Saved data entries
================================

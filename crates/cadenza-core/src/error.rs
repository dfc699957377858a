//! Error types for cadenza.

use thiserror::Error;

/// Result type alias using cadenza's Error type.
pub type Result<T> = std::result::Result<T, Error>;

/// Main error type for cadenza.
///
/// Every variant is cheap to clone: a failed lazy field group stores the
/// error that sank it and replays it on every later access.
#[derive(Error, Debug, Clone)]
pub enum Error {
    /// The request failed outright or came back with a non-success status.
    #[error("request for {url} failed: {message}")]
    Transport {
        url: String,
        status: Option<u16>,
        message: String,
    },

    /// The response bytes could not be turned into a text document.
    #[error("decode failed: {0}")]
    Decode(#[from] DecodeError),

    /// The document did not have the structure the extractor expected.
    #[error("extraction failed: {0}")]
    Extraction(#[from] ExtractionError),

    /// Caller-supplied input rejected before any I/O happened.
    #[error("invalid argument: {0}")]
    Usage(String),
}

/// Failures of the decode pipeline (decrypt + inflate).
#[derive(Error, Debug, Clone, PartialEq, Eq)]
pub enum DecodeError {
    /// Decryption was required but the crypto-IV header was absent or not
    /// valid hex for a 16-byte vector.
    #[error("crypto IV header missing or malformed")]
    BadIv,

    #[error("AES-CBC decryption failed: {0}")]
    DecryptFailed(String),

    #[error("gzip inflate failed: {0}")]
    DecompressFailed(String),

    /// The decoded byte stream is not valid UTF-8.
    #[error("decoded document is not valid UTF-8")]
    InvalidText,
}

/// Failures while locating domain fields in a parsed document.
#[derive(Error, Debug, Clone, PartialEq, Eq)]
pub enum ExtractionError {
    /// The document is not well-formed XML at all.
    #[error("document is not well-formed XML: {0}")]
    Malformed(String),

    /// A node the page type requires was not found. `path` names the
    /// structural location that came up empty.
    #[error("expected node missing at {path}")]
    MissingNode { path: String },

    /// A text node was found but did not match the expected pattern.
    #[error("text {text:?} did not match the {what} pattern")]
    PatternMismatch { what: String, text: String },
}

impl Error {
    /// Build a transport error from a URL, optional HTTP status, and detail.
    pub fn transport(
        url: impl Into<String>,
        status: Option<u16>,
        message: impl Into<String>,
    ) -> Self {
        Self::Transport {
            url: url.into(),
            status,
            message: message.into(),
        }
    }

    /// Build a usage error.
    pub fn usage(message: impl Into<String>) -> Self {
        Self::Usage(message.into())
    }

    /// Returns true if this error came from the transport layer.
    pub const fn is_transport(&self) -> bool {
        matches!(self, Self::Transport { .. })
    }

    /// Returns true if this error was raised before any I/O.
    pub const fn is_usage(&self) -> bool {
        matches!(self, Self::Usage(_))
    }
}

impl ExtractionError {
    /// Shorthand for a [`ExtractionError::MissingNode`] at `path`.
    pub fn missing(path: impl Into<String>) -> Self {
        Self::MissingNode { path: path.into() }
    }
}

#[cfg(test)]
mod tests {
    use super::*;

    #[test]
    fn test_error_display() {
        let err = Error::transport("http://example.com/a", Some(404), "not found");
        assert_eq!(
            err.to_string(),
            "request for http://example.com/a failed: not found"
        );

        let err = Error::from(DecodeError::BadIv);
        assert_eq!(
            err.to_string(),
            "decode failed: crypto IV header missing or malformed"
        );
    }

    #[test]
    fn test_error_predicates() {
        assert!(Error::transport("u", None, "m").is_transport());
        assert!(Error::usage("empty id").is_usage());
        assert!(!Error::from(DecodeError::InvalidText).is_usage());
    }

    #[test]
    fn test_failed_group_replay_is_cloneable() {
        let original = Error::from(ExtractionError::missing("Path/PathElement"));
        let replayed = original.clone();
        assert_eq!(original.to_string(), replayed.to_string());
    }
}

================================

Task objective: The answer must be all of the entries, restated exactly.

Written response:
filename crates/cadenza-core/src/error.rs
repository dfc699957377858a
//! Error types for cadenza.

use thiserror::Error;

/// Result type alias using cadenza's Error type.
pub type Result<T> = std::result::Result<T, Error>;

/// Main error type for cadenza.
///
/// Every variant is cheap to clone: a failed lazy field group stores the
/// error that sank it and replays it on every later access.
#[derive(Error, Debug, Clone)]
pub enum Error {
    /// The request failed outright or came back with a non-success status.
    #[error("request for {url} failed: {message}")]
    Transport {
        url: String,
        status: Option<u16>,
        message: String,
    },

    /// The response bytes could not be turned into a text document.
    #[error("decode failed: {0}")]
    Decode(#[from] DecodeError),

    /// The document did not have the structure the extractor expected.
    #[error("extraction failed: {0}")]
    Extraction(#[from] ExtractionError),

    /// Caller-supplied input rejected before any I/O happened.
    #[error("invalid argument: {0}")]
    Usage(String),
}

/// Failures of the decode pipeline (decrypt + inflate).
#[derive(Error, Debug, Clone, PartialEq, Eq)]
pub enum DecodeError {
    /// Decryption was required but the crypto-IV header was absent or not
    /// valid hex for a 16-byte vector.
    #[error("crypto IV header missing or malformed")]
    BadIv,

    #[error("AES-CBC decryption failed: {0}")]
    DecryptFailed(String),

    #[error("gzip inflate failed: {0}")]
    DecompressFailed(String),

    /// The decoded byte stream is not valid UTF-8.
    #[error("decoded document is not valid UTF-8")]
    InvalidText,
}

/// Failures while locating domain fields in a parsed document.
#[derive(Error, Debug, Clone, PartialEq, Eq)]
pub enum ExtractionError {
    /// The document is not well-formed XML at all.
    #[error("document is not well-formed XML: {0}")]
    Malformed(String),

    /// A node the page type requires was not found. `path` names the
    /// structural location that came up empty.
    #[error("expected node missing at {path}")]
    MissingNode { path: String },

    /// A text node was found but did not match the expected pattern.
    #[error("text {text:?} did not match the {what} pattern")]
    PatternMismatch { what: String, text: String },
}

impl Error {
    /// Build a transport error from a URL, optional HTTP status, and detail.
    pub fn transport(
        url: impl Into<String>,
        status: Option<u16>,
        message: impl Into<String>,
    ) -> Self {
        Self::Transport {
            url: url.into(),
            status,
            message: message.into(),
        }
    }

    /// Build a usage error.
    pub fn usage(message: impl Into<String>) -> Self {
        Self::Usage(message.into())
    }

    /// Returns true if this error came from the transport layer.
    pub const fn is_transport(&self) -> bool {
        matches!(self, Self::Transport { .. })
    }

    /// Returns true if this error was raised before any I/O.
    pub const fn is_usage(&self) -> bool {
        matches!(self, Self::Usage(_))
    }
}

impl ExtractionError {
    /// Shorthand for a [`ExtractionError::MissingNode`] at `path`.
    pub fn missing(path: impl Into<String>) -> Self {
        Self::MissingNode { path: path.into() }
    }
}

#[cfg(test)]
mod tests {
    use super::*;

    #[test]
    fn test_error_display() {
        let err = Error::transport("http://example.com/a", Some(404), "not found");
        assert_eq!(
            err.to_string(),
            "request for http://example.com/a failed: not found"
        );

        let err = Error::from(DecodeError::BadIv);
        assert_eq!(
            err.to_string(),
            "decode failed: crypto IV header missing or malformed"
        );
    }

    #[test]
    fn test_error_predicates() {
        assert!(Error::transport("u", None, "m").is_transport());
        assert!(Error::usage("empty id").is_usage());
        assert!(!Error::from(DecodeError::InvalidText).is_usage());
    }

    #[test]
    fn test_failed_group_replay_is_cloneable() {
        let original = Error::from(ExtractionError::missing("Path/PathElement"));
        let replayed = original.clone();
        assert_eq!(original.to_string(), replayed.to_string());
    }
}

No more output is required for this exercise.